▸ **TASK REQUIREMENTS**: Please read the records below and return each line holding the string "fire".

Items listed in a dataset:
———
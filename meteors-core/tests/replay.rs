use meteors_core::constants::FRAME_SECONDS;
use meteors_core::input::INPUT_MASK;
use meteors_core::sim::{FrameClock, GameplaySession, MemoryScoreStore, SessionConfig};
use meteors_core::replay;

/// Small deterministic byte source for input scripts. Quit is masked out so
/// runs end only by game over or script exhaustion.
fn script(seed: u32, frames: usize) -> Vec<u8> {
    let mut state = seed.wrapping_mul(2654435761).wrapping_add(1);
    (0..frames)
        .map(|_| {
            state = state.wrapping_mul(1664525).wrapping_add(1013904223);
            ((state >> 24) as u8) & INPUT_MASK & !0x20
        })
        .collect()
}

#[test]
fn identical_scripts_produce_identical_outcomes() {
    for seed in [1u32, 7, 0xDEAD_BEEF] {
        let inputs = script(seed, 3_000);
        let config = SessionConfig::with_seed(seed);
        let first = replay(config, &inputs);
        let second = replay(config, &inputs);
        assert_eq!(first, second, "seed {seed} diverged between replays");
    }
}

#[test]
fn long_random_runs_never_break_world_invariants() {
    let inputs = script(99, 2_000);
    let clock = FrameClock::new();
    let mut session = GameplaySession::new(
        SessionConfig::with_seed(99),
        MemoryScoreStore::new(),
        (),
        clock.clone(),
    );

    for &byte in &inputs {
        if session.is_finished() {
            break;
        }
        clock.tick(FRAME_SECONDS);
        session.step_byte(byte);
        session
            .validate()
            .unwrap_or_else(|code| panic!("rule {code} violated at frame {}", session.snapshot().frame));
    }

    let result = session.result();
    assert!(result.frames > 0);
    assert!(result.survived_seconds > 0.0);
}

#[test]
fn snapshots_serialize_and_round_trip_as_json() {
    let clock = FrameClock::new();
    let mut session = GameplaySession::new(
        SessionConfig::with_seed(5),
        MemoryScoreStore::new(),
        (),
        clock.clone(),
    );
    for _ in 0..10 {
        clock.tick(FRAME_SECONDS);
        session.step_byte(0x04);
    }

    let snapshot = session.snapshot();
    let json = serde_json::to_string(&snapshot).unwrap();
    let decoded: meteors_core::WorldSnapshot = serde_json::from_str(&json).unwrap();
    assert_eq!(decoded, snapshot);
}
//! Screen-transition state machine wrapped around the gameplay core: title
//! menu, options (volume), credits, the run itself, and the ending screen.

use meteors_core::sim::ExitReason;

pub const VOLUME_MAX: u8 = 10;
const DEFAULT_VOLUME: u8 = 5;

#[derive(Clone, Copy, Debug, PartialEq, Eq)]
pub enum Screen {
    Title,
    Options,
    Credits,
    Gameplay,
    Ending,
}

/// Title menu entries, in display order.
pub const MENU_ITEMS: [MenuItem; 4] = [
    MenuItem::Play,
    MenuItem::Options,
    MenuItem::Credits,
    MenuItem::Quit,
];

#[derive(Clone, Copy, Debug, PartialEq, Eq)]
pub enum MenuItem {
    Play,
    Options,
    Credits,
    Quit,
}

/// Per-frame menu navigation flags, decoupled from gameplay input.
#[derive(Clone, Copy, Debug, Default)]
pub struct MenuInput {
    pub up: bool,
    pub down: bool,
    pub left: bool,
    pub right: bool,
    pub select: bool,
    pub back: bool,
}

impl MenuInput {
    pub fn up() -> Self {
        Self {
            up: true,
            ..Self::default()
        }
    }

    pub fn down() -> Self {
        Self {
            down: true,
            ..Self::default()
        }
    }

    pub fn left() -> Self {
        Self {
            left: true,
            ..Self::default()
        }
    }

    pub fn right() -> Self {
        Self {
            right: true,
            ..Self::default()
        }
    }

    pub fn select() -> Self {
        Self {
            select: true,
            ..Self::default()
        }
    }

    pub fn back() -> Self {
        Self {
            back: true,
            ..Self::default()
        }
    }
}

pub struct ScreenFlow {
    screen: Screen,
    cursor: usize,
    volume: u8,
    quit: bool,
}

impl Default for ScreenFlow {
    fn default() -> Self {
        Self::new()
    }
}

impl ScreenFlow {
    pub fn new() -> Self {
        Self {
            screen: Screen::Title,
            cursor: 0,
            volume: DEFAULT_VOLUME,
            quit: false,
        }
    }

    pub fn screen(&self) -> Screen {
        self.screen
    }

    pub fn highlighted(&self) -> MenuItem {
        MENU_ITEMS[self.cursor]
    }

    pub fn volume(&self) -> u8 {
        self.volume
    }

    pub fn wants_quit(&self) -> bool {
        self.quit
    }

    /// Advances the menu screens by one input frame. Gameplay frames are
    /// stepped by the session driver instead; see [`Self::finish_gameplay`].
    pub fn handle(&mut self, input: MenuInput) {
        match self.screen {
            Screen::Title => self.handle_title(input),
            Screen::Options => self.handle_options(input),
            Screen::Credits | Screen::Ending => {
                if input.select || input.back {
                    self.screen = Screen::Title;
                }
            }
            Screen::Gameplay => {}
        }
    }

    /// Routes a finished run: game over shows the ending screen, a manual
    /// quit drops straight back to the title.
    pub fn finish_gameplay(&mut self, reason: ExitReason) {
        self.screen = match reason {
            ExitReason::GameOver => Screen::Ending,
            ExitReason::Quit => Screen::Title,
        };
    }

    fn handle_title(&mut self, input: MenuInput) {
        let len = MENU_ITEMS.len();
        if input.up {
            self.cursor = (self.cursor + len - 1) % len;
        }
        if input.down {
            self.cursor = (self.cursor + 1) % len;
        }
        if input.select {
            match self.highlighted() {
                MenuItem::Play => self.screen = Screen::Gameplay,
                MenuItem::Options => self.screen = Screen::Options,
                MenuItem::Credits => self.screen = Screen::Credits,
                MenuItem::Quit => self.quit = true,
            }
        }
    }

    fn handle_options(&mut self, input: MenuInput) {
        if input.left {
            self.volume = self.volume.saturating_sub(1);
        }
        if input.right && self.volume < VOLUME_MAX {
            self.volume += 1;
        }
        if input.back || input.select {
            self.screen = Screen::Title;
        }
    }
}

#[cfg(test)]
mod tests {
    use super::*;

    #[test]
    fn title_cursor_wraps_in_both_directions() {
        let mut flow = ScreenFlow::new();
        assert_eq!(flow.highlighted(), MenuItem::Play);

        flow.handle(MenuInput::up());
        assert_eq!(flow.highlighted(), MenuItem::Quit);

        flow.handle(MenuInput::down());
        assert_eq!(flow.highlighted(), MenuItem::Play);

        for _ in 0..MENU_ITEMS.len() {
            flow.handle(MenuInput::down());
        }
        assert_eq!(flow.highlighted(), MenuItem::Play);
    }

    #[test]
    fn selecting_menu_items_transitions_screens() {
        let mut flow = ScreenFlow::new();
        flow.handle(MenuInput::select());
        assert_eq!(flow.screen(), Screen::Gameplay);

        let mut flow = ScreenFlow::new();
        flow.handle(MenuInput::down());
        flow.handle(MenuInput::select());
        assert_eq!(flow.screen(), Screen::Options);

        let mut flow = ScreenFlow::new();
        flow.handle(MenuInput::down());
        flow.handle(MenuInput::down());
        flow.handle(MenuInput::select());
        assert_eq!(flow.screen(), Screen::Credits);
        flow.handle(MenuInput::back());
        assert_eq!(flow.screen(), Screen::Title);
    }

    #[test]
    fn quit_entry_raises_the_quit_flag() {
        let mut flow = ScreenFlow::new();
        flow.handle(MenuInput::up());
        flow.handle(MenuInput::select());
        assert!(flow.wants_quit());
    }

    #[test]
    fn volume_clamps_to_its_range() {
        let mut flow = ScreenFlow::new();
        flow.handle(MenuInput::down());
        flow.handle(MenuInput::select());
        assert_eq!(flow.screen(), Screen::Options);

        for _ in 0..20 {
            flow.handle(MenuInput::right());
        }
        assert_eq!(flow.volume(), VOLUME_MAX);

        for _ in 0..30 {
            flow.handle(MenuInput::left());
        }
        assert_eq!(flow.volume(), 0);

        flow.handle(MenuInput::back());
        assert_eq!(flow.screen(), Screen::Title);
    }

    #[test]
    fn gameplay_outcome_routes_the_next_screen() {
        let mut flow = ScreenFlow::new();
        flow.handle(MenuInput::select());
        flow.finish_gameplay(ExitReason::GameOver);
        assert_eq!(flow.screen(), Screen::Ending);

        flow.handle(MenuInput::select());
        assert_eq!(flow.screen(), Screen::Title);

        flow.handle(MenuInput::select());
        flow.finish_gameplay(ExitReason::Quit);
        assert_eq!(flow.screen(), Screen::Title);
    }
}
/// Discrete per-frame input flags, sampled once per simulation step.
#[derive(Clone, Copy, Debug, Default, PartialEq, Eq)]
pub struct FrameInput {
    pub left: bool,
    pub right: bool,
    pub up: bool,
    pub down: bool,
    pub fire: bool,
    pub quit: bool,
}

/// Valid bits of the compact byte encoding used by scripted input streams.
pub const INPUT_MASK: u8 = 0x3F;

#[inline]
pub fn encode_input_byte(input: FrameInput) -> u8 {
    (if input.left { 0x01 } else { 0 })
        | (if input.right { 0x02 } else { 0 })
        | (if input.up { 0x04 } else { 0 })
        | (if input.down { 0x08 } else { 0 })
        | (if input.fire { 0x10 } else { 0 })
        | (if input.quit { 0x20 } else { 0 })
}

#[inline]
pub fn decode_input_byte(byte: u8) -> FrameInput {
    FrameInput {
        left: (byte & 0x01) != 0,
        right: (byte & 0x02) != 0,
        up: (byte & 0x04) != 0,
        down: (byte & 0x08) != 0,
        fire: (byte & 0x10) != 0,
        quit: (byte & 0x20) != 0,
    }
}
———
▸ **EXERCISE RESULT**:
    pub fire: bool,
        | (if input.fire { 0x10 } else { 0 })
        fire: (byte & 0x10) != 0,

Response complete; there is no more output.